The US government has experience overseeing NIPT that may be helpful: i) Strict registration is needed to ensure the quality of NIPT. In the US, a developer/manufacturer of an NIPT test must first obtain a 510(k) premarket notification (510k) from the US Food and Drug Administration (FDA) (25). The 510k requires an in vitro diagnostic test yield a certain number of positive results from among tested samples. Using Trisomy 21 as an example, Trisomy 21 has an incidence of 1/1000. Given a target of 100 positive results, at least 100,000 samples would have to be tested to meet the requirements of a 510k. This requirement ensures the quality of any NIPT test approved for a 510k. ii) Additional certification can help a test developer/manufacturer to compile clinical data and to improve innovation. Since obtaining the number of positive results required by a 510k is difficult, only one NIPT device has been approved by the FDA. Applying for Laboratory Developed Tests (LDTs) certification and Clinical Laboratory Improvement Amendments (CLIA) certification from the Centers for Medicare & Medicaid Services (CMS) (26) provide another way for a developer/manufacturer to certify an NIPT test without clinical data. LDTs and CLIA certification are focused more on the developer/manufacturer's knowledge, training and experience, reagents and materials preparation, characteristics of operational steps, calibration, quality control, and proficiency testing materials, test system troubleshooting and equipment maintenance, and interpretation and judgment (26). This certification can help a developer/manufacturer that does not have enough tested samples to market a NIPT test, and most manufacturers of NIPT tests in the US currently have their NIPT products certified based on LDTs and CLIA. After the developer/manufacturer obtains CLIA certification, the Centers for Medicare & Medicaid Services (CMS) will conduct subsequent inspections on a biennial basis or with such frequency as necessary to ensure compliance, thus requiring the developer/manufacturer to maintain the quality of its test (27). And study has also indicated that LDTs and CLIA certification can improve innovation (28).
Research into NIPT in China is still lacking. With a new technology like NIPT, recommendations or official opinions should be provided by academic societies to give guidance on how NIPT should be used and where the cutting edge of research lies. As of this writing, however, there are no such recommendations or opinions in China been reviewed. Several opinions on NIPT have been issued by academic committees in places like the U.S., Europe, Canada, and Japan from December 2012 to May 2013 (29,30). These opinions include statements on the clinical use of NIPT, the limitations of current NIPT, who is eligible to undergo NIPT, and guidelines for medical staff. In order to enhance research into NIPT in China, academic societies of geneticists, obstetricians, gynecologists and specialists in maternal-fetal medicine should provide committee opinions that are suited to the current situation in China.

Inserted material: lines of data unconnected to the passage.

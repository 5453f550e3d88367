pub mod attribution;
pub mod extractor;
pub mod flatten;
pub mod fragment;

pub use extractor::{ParsedQuote, QuoteExtractor, State};
pub use flatten::{BlockRenderer, MarkupFlattener, Renderer};
pub use fragment::{Element, Fragment, Piece};

use crate::config::Settings;
use crate::diagnostics::DiagnosticsSink;
use crate::error::SetupError;
use crate::output::QuoteRecord;
use crate::source::Post;

/// Extractor wired from loaded settings with the default block renderer.
pub fn build_extractor(settings: &Settings) -> Result<QuoteExtractor, SetupError> {
    QuoteExtractor::new(&settings.extractor, MarkupFlattener::from_config(&settings.render))
}

/// Post body → quote records tagged with the post's identifier.
pub fn process_post(
    extractor: &QuoteExtractor,
    post: &Post,
    sink: &dyn DiagnosticsSink,
) -> Vec<QuoteRecord> {
    extractor
        .extract(&post.id, &post.root, sink)
        .into_iter()
        .map(|quote| QuoteRecord {
            post: post.id.clone(),
            quote,
        })
        .collect()
}

// ── Tests ──
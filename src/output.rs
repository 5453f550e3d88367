use std::io::{self, Write};

use serde::Serialize;

use crate::parser::ParsedQuote;

/// A quote together with the post it came from.
#[derive(Debug, Clone, PartialEq, Eq, Serialize)]
pub struct QuoteRecord {
    pub post: String,
    #[serde(flatten)]
    pub quote: ParsedQuote,
}

/// Downstream persistence for extracted quotes, one post's records per call.
pub trait ResultConsumer {
    fn consume(&mut self, records: &[QuoteRecord]) -> io::Result<()>;
}

/// Writes each record as one JSON object per line.
pub struct JsonLinesWriter<W: Write> {
    writer: W,
    written: usize,
}

impl<W: Write> JsonLinesWriter<W> {
    pub fn new(writer: W) -> Self {
        JsonLinesWriter { writer, written: 0 }
    }

    pub fn written(&self) -> usize {
        self.written
    }

    pub fn finish(mut self) -> io::Result<W> {
        self.writer.flush()?;
        Ok(self.writer)
    }
}

impl<W: Write> ResultConsumer for JsonLinesWriter<W> {
    fn consume(&mut self, records: &[QuoteRecord]) -> io::Result<()> {
        for record in records {
            serde_json::to_writer(&mut self.writer, record)?;
            self.writer.write_all(b"\n")?;
            self.written += 1;
        }
        Ok(())
    }
}
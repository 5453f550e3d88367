use crate::config::RenderConfig;

use super::fragment::{Element, Fragment, Piece};

/// Content of these elements is never visible text.
const SKIPPED_ELEMENTS: &[&str] = &[
    "head", "iframe", "noscript", "script", "style", "svg", "template", "title",
];

/// Markup-to-text converter. Output uses `\n` for every line break the
/// markup implies; link targets are never rendered.
pub trait Renderer: Send + Sync {
    fn render(&self, fragments: &[&Fragment]) -> String;
}

/// Default converter: browser-like whitespace collapsing with block-level
/// layout folded into newlines.
#[derive(Debug, Clone, Default)]
pub struct BlockRenderer {
    blockquote_markers: bool,
    emphasis_markers: bool,
}

impl BlockRenderer {
    pub fn new(config: &RenderConfig) -> Self {
        BlockRenderer {
            blockquote_markers: config.blockquote_markers,
            emphasis_markers: config.emphasis_markers,
        }
    }

    fn render_node(&self, fragment: &Fragment, out: &mut TextBuffer) {
        match fragment {
            Fragment::Text(text) => out.push_text(text),
            Fragment::Comment(_) => {}
            Fragment::Element(element) => self.render_element(element, out),
        }
    }

    fn render_element(&self, element: &Element, out: &mut TextBuffer) {
        match element.name.as_str() {
            name if SKIPPED_ELEMENTS.contains(&name) => {}
            "br" => out.line_break(),
            "blockquote" => {
                let mut inner = TextBuffer::default();
                self.render_children(&element.children, &mut inner);
                out.block_break();
                for line in inner.out.lines().map(str::trim).filter(|l| !l.is_empty()) {
                    if self.blockquote_markers {
                        out.push_line(&format!("> {}", line));
                    } else {
                        out.push_line(line);
                    }
                }
            }
            "em" | "i" if self.emphasis_markers => {
                out.push_text("_");
                self.render_children(&element.children, out);
                out.push_text("_");
            }
            _ if element.is_block() => {
                out.block_break();
                self.render_children(&element.children, out);
                out.block_break();
            }
            _ => self.render_children(&element.children, out),
        }
    }

    fn render_children(&self, children: &[Fragment], out: &mut TextBuffer) {
        for child in children {
            self.render_node(child, out);
        }
    }
}

impl Renderer for BlockRenderer {
    fn render(&self, fragments: &[&Fragment]) -> String {
        let mut out = TextBuffer::default();
        for fragment in fragments {
            self.render_node(fragment, &mut out);
        }
        out.out
    }
}

#[derive(Default)]
struct TextBuffer {
    out: String,
    pending_space: bool,
}

impl TextBuffer {
    fn at_line_start(&self) -> bool {
        self.out.is_empty() || self.out.ends_with('\n')
    }

    /// Whitespace runs collapse to one space, dropped at line starts.
    fn push_text(&mut self, text: &str) {
        for c in text.chars() {
            if c.is_whitespace() {
                self.pending_space = true;
                continue;
            }
            if self.pending_space && !self.at_line_start() {
                self.out.push(' ');
            }
            self.pending_space = false;
            self.out.push(c);
        }
    }

    fn push_line(&mut self, line: &str) {
        self.block_break();
        self.out.push_str(line);
        self.out.push('\n');
    }

    fn line_break(&mut self) {
        self.out.push('\n');
        self.pending_space = false;
    }

    fn block_break(&mut self) {
        if !self.at_line_start() {
            self.out.push('\n');
        }
        self.pending_space = false;
    }
}

/// Turns fragments into trimmed, non-empty text lines through a pluggable
/// [`Renderer`].
pub struct MarkupFlattener {
    renderer: Box<dyn Renderer>,
}

impl MarkupFlattener {
    pub fn new(renderer: impl Renderer + 'static) -> Self {
        MarkupFlattener {
            renderer: Box::new(renderer),
        }
    }

    pub fn from_config(config: &RenderConfig) -> Self {
        MarkupFlattener::new(BlockRenderer::new(config))
    }

    pub fn flatten(&self, piece: &Piece<'_>) -> Vec<String> {
        split_lines(&self.renderer.render(piece.fragments()))
    }

    pub fn flatten_fragment(&self, fragment: &Fragment) -> Vec<String> {
        split_lines(&self.renderer.render(&[fragment]))
    }

    pub fn flatten_str(&self, text: &str) -> Vec<String> {
        split_lines(text)
    }
}

impl Default for MarkupFlattener {
    fn default() -> Self {
        MarkupFlattener::from_config(&RenderConfig::default())
    }
}

fn split_lines(text: &str) -> Vec<String> {
    text.lines()
        .map(str::trim)
        .filter(|l| !l.is_empty())
        .map(str::to_string)
        .collect()
}
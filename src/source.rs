use scraper::{ElementRef, Html, Selector};

use crate::config::SourceConfig;
use crate::error::SourceError;
use crate::parser::Fragment;

/// One post's body, ready for extraction.
#[derive(Debug, Clone)]
pub struct Post {
    pub id: String,
    pub root: Fragment,
}

/// Select every post in a page and convert its body into a fragment tree.
pub fn load_posts(html: &str, config: &SourceConfig) -> Result<Vec<Post>, SourceError> {
    let post_selector = parse_selector(&config.post_selector)?;
    let title_selector = parse_selector(&config.title_selector)?;
    let body_selector = config
        .body_selector
        .as_deref()
        .map(str::trim)
        .filter(|s| !s.is_empty())
        .map(parse_selector)
        .transpose()?;

    let document = Html::parse_document(html);
    let posts = document
        .select(&post_selector)
        .enumerate()
        .map(|(i, post)| {
            let id = post
                .select(&title_selector)
                .next()
                .map(collapsed_text)
                .filter(|t| !t.is_empty())
                .unwrap_or_else(|| format!("post-{}", i + 1));
            let body = body_selector
                .as_ref()
                .and_then(|s| post.select(s).next())
                .unwrap_or(post);
            Post {
                id,
                root: Fragment::from_element(body),
            }
        })
        .collect();

    Ok(posts)
}

fn parse_selector(selector: &str) -> Result<Selector, SourceError> {
    Selector::parse(selector).map_err(|e| SourceError::Selector {
        selector: selector.to_string(),
        reason: e.to_string(),
    })
}

fn collapsed_text(element: ElementRef<'_>) -> String {
    element
        .text()
        .flat_map(str::split_whitespace)
        .collect::<Vec<_>>()
        .join(" ")
}
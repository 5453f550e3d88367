use scraper::node::Node;
use scraper::{ElementRef, Html};

/// Elements that start and end on their own line when rendered.
const BLOCK_ELEMENTS: &[&str] = &[
    "address", "article", "aside", "blockquote", "body", "dd", "div", "dl", "dt", "figcaption",
    "figure", "footer", "form", "h1", "h2", "h3", "h4", "h5", "h6", "header", "hr", "html", "li",
    "main", "nav", "ol", "p", "pre", "section", "table", "tbody", "td", "th", "thead", "tr", "ul",
];

#[derive(Debug, Clone, PartialEq, Eq)]
pub enum Fragment {
    Text(String),
    Element(Element),
    Comment(String),
}

#[derive(Debug, Clone, PartialEq, Eq)]
pub struct Element {
    pub name: String,
    pub classes: Vec<String>,
    pub children: Vec<Fragment>,
}

impl Element {
    pub fn has_class(&self, class: &str) -> bool {
        self.classes.iter().any(|c| c == class)
    }

    /// `h1` through `h9`.
    pub fn is_heading(&self) -> bool {
        let mut chars = self.name.chars();
        chars.next() == Some('h') && matches!(chars.next(), Some('1'..='9'))
    }

    pub fn is_block(&self) -> bool {
        BLOCK_ELEMENTS.contains(&self.name.as_str())
    }
}

impl Fragment {
    /// Convert a parsed element subtree. Doctypes and processing
    /// instructions are dropped; everything else keeps document order.
    pub fn from_element(element: ElementRef<'_>) -> Self {
        let children = element
            .children()
            .filter_map(|child| match child.value() {
                Node::Text(text) => Some(Fragment::Text(String::from(&**text))),
                Node::Comment(comment) => Some(Fragment::Comment(String::from(&**comment))),
                Node::Element(_) => ElementRef::wrap(child).map(Fragment::from_element),
                _ => None,
            })
            .collect();

        Fragment::Element(Element {
            name: element.value().name().to_ascii_lowercase(),
            classes: element.value().classes().map(str::to_string).collect(),
            children,
        })
    }

    /// Parse a markup snippet. The result is the `html` wrapper element the
    /// HTML parser puts around fragment content.
    pub fn parse_html(html: &str) -> Self {
        let document = Html::parse_fragment(html);
        Fragment::from_element(document.root_element())
    }

    pub fn as_element(&self) -> Option<&Element> {
        match self {
            Fragment::Element(element) => Some(element),
            _ => None,
        }
    }

    fn is_line_break(&self) -> bool {
        matches!(self, Fragment::Element(element) if element.name == "br")
    }

    fn is_block(&self) -> bool {
        matches!(self, Fragment::Element(element) if element.is_block())
    }
}

/// One entry of a working list or quote block: either a single node, or a
/// run of inline siblings (text, links, emphasis) that render onto the same
/// line and must be flattened together.
#[derive(Debug, Clone, PartialEq, Eq)]
pub enum Piece<'a> {
    Node(&'a Fragment),
    Run(Vec<&'a Fragment>),
}

impl<'a> Piece<'a> {
    pub fn fragments(&self) -> &[&'a Fragment] {
        match self {
            Piece::Node(fragment) => std::slice::from_ref(fragment),
            Piece::Run(members) => members,
        }
    }

    /// Replace this piece with the next structural layer down. Text and
    /// comments have nothing below them.
    pub fn unpack(&self) -> Vec<Piece<'a>> {
        match self {
            Piece::Node(fragment) => match *fragment {
                Fragment::Element(element) => group_children(&element.children),
                _ => Vec::new(),
            },
            Piece::Run(members) => members.iter().map(|&member| Piece::Node(member)).collect(),
        }
    }
}

/// Split an element's children into pieces. Block-level children stand
/// alone, `<br>` ends the current inline run, comments are skipped.
pub fn group_children(children: &[Fragment]) -> Vec<Piece<'_>> {
    let mut pieces = Vec::new();
    let mut run: Vec<&Fragment> = Vec::new();

    for child in children {
        match child {
            Fragment::Comment(_) => {}
            _ if child.is_line_break() => flush_run(&mut run, &mut pieces),
            _ if child.is_block() => {
                flush_run(&mut run, &mut pieces);
                pieces.push(Piece::Node(child));
            }
            _ => run.push(child),
        }
    }
    flush_run(&mut run, &mut pieces);

    pieces
}

fn flush_run<'a>(run: &mut Vec<&'a Fragment>, pieces: &mut Vec<Piece<'a>>) {
    match run.len() {
        0 => {}
        1 => pieces.push(Piece::Node(run[0])),
        _ => pieces.push(Piece::Run(std::mem::take(run))),
    }
    run.clear();
}
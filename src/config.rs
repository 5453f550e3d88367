use std::path::Path;

use config::{Config, ConfigError, Environment, File};
use serde::Deserialize;

/// Looked up in the working directory when no `--config` path is given.
const DEFAULT_CONFIG_FILE: &str = "quotes";
const ENV_PREFIX: &str = "QUOTES";

#[derive(Debug, Clone, Default, Deserialize)]
#[serde(default)]
pub struct Settings {
    pub extractor: ExtractorConfig,
    pub render: RenderConfig,
    pub source: SourceConfig,
}

#[derive(Debug, Clone, Deserialize)]
#[serde(default)]
pub struct ExtractorConfig {
    /// Markers that open an attribution line. Matched longest first.
    pub author_prefixes: Vec<String>,
    /// Every character here counts as a quotation mark.
    pub quotation_marks: String,
    /// Class names marking structural noise (bylines, share widgets).
    pub noise_classes: Vec<String>,
}

impl Default for ExtractorConfig {
    fn default() -> Self {
        ExtractorConfig {
            author_prefixes: ["\\-- ", "\\--", "-- ", "--", "—", "–", "-"]
                .into_iter()
                .map(String::from)
                .collect(),
            quotation_marks: "'\"“”‘’".to_string(),
            noise_classes: ["byline", "sharetable", "share-tools"]
                .into_iter()
                .map(String::from)
                .collect(),
        }
    }
}

#[derive(Debug, Clone, Deserialize)]
#[serde(default)]
pub struct RenderConfig {
    /// Prefix lines inside `<blockquote>` with `> `.
    pub blockquote_markers: bool,
    /// Wrap `<em>`/`<i>` content in underscores.
    pub emphasis_markers: bool,
}

impl Default for RenderConfig {
    fn default() -> Self {
        RenderConfig {
            blockquote_markers: true,
            emphasis_markers: false,
        }
    }
}

#[derive(Debug, Clone, Deserialize)]
#[serde(default)]
pub struct SourceConfig {
    /// One match per post.
    pub post_selector: String,
    /// Excerpt/body container inside a post. The post itself when unset,
    /// empty (TOML has no null) or not found.
    pub body_selector: Option<String>,
    /// First match inside a post names it in logs and output.
    pub title_selector: String,
}

impl Default for SourceConfig {
    fn default() -> Self {
        SourceConfig {
            post_selector: "article".to_string(),
            body_selector: Some(".entry-content".to_string()),
            title_selector: "h1, h2, h3".to_string(),
        }
    }
}

impl Settings {
    /// Defaults, then the config file, then `QUOTES__SECTION__KEY` env vars.
    /// An explicit path must exist; the default `quotes.toml` is optional.
    pub fn load(path: Option<&Path>) -> Result<Self, ConfigError> {
        let file = match path {
            Some(p) => File::from(p),
            None => File::with_name(DEFAULT_CONFIG_FILE).required(false),
        };

        Config::builder()
            .add_source(file)
            .add_source(Environment::with_prefix(ENV_PREFIX).separator("__"))
            .build()?
            .try_deserialize()
    }
}
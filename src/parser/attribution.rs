use std::sync::LazyLock;

use regex::Regex;

use crate::error::SetupError;

static BLOCKQUOTE_MARKER_RE: LazyLock<Regex> =
    LazyLock::new(|| Regex::new(r"^\s*(?:>\s*)+").unwrap());

const TITLE_SEPARATOR: &str = ", ";

/// Anchored matcher for the line that names a quote's author: any run of
/// `>` markers (nested block quotes stack them), then one of the
/// configured prefixes.
#[derive(Debug, Clone)]
pub struct AuthorLine {
    pattern: Regex,
}

impl AuthorLine {
    pub fn new<S: AsRef<str>>(prefixes: &[S]) -> Result<Self, SetupError> {
        let mut prefixes: Vec<&str> = prefixes
            .iter()
            .map(AsRef::as_ref)
            .filter(|p| !p.is_empty())
            .collect();
        if prefixes.is_empty() {
            return Err(SetupError::NoAuthorPrefixes);
        }
        // Alternation is leftmost-first: "-" must not shadow "-- ".
        prefixes.sort_by_key(|p| std::cmp::Reverse(p.chars().count()));

        let alternatives: Vec<String> = prefixes.iter().map(|p| regex::escape(p)).collect();
        let pattern = Regex::new(&format!(r"^\s*(?:>\s*)*(?:{})", alternatives.join("|")))?;
        Ok(AuthorLine { pattern })
    }

    pub fn is_match(&self, line: &str) -> bool {
        self.pattern.is_match(line)
    }

    /// The line with marker and prefix cut off, or `None` when it is not an
    /// author line.
    pub fn strip<'l>(&self, line: &'l str) -> Option<&'l str> {
        self.pattern.find(line).map(|m| &line[m.end()..])
    }
}

/// The set of characters treated as quotation marks at line edges.
#[derive(Debug, Clone)]
pub struct QuoteMarks {
    marks: Vec<char>,
}

impl QuoteMarks {
    pub fn new(marks: &str) -> Self {
        QuoteMarks {
            marks: marks.chars().collect(),
        }
    }

    fn is_mark(&self, c: char) -> bool {
        self.marks.contains(&c)
    }

    pub fn starts_with_mark(&self, s: &str) -> bool {
        s.chars().next().is_some_and(|c| self.is_mark(c))
    }

    pub fn ends_with_mark(&self, s: &str) -> bool {
        s.chars().next_back().is_some_and(|c| self.is_mark(c))
    }

    pub fn strip_leading<'s>(&self, s: &'s str) -> &'s str {
        s.trim_start_matches(|c| self.is_mark(c))
    }

    pub fn strip_trailing<'s>(&self, s: &'s str) -> &'s str {
        s.trim_end_matches(|c| self.is_mark(c))
    }

    pub fn strip<'s>(&self, s: &'s str) -> &'s str {
        self.strip_leading(self.strip_trailing(s))
    }
}

/// Remove leading `>` block-quote markers, nested ones included.
pub fn strip_blockquote_marker(line: &str) -> &str {
    match BLOCKQUOTE_MARKER_RE.find(line) {
        Some(m) => &line[m.end()..],
        None => line,
    }
}

/// `_The Message_` → `The Message`.
pub fn strip_markdown_italics(s: &str) -> &str {
    if s.len() >= 2 && s.starts_with('_') && s.ends_with('_') {
        &s[1..s.len() - 1]
    } else {
        s
    }
}

/// Split what follows the author prefix into author and optional title at
/// the first `", "`.
pub fn split_author_title(rest: &str, marks: &QuoteMarks) -> (String, Option<String>) {
    match rest.split_once(TITLE_SEPARATOR) {
        None => (rest.trim().to_string(), None),
        Some((author, title)) => {
            let title = strip_markdown_italics(marks.strip(title.trim())).trim();
            let title = (!title.is_empty()).then(|| title.to_string());
            (author.trim().to_string(), title)
        }
    }
}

NIPT has potential in terms of detecting rare genetic diseases and it has been used in many countries and regions. China is a country with the world's largest population of patients with rare diseases patients, and China has implemented NIPT since 2010. However, NIPT oversight and research in China are still lacking. With the improvement of these aspects, NIPT may offer promise in terms of the early detection of rare diseases.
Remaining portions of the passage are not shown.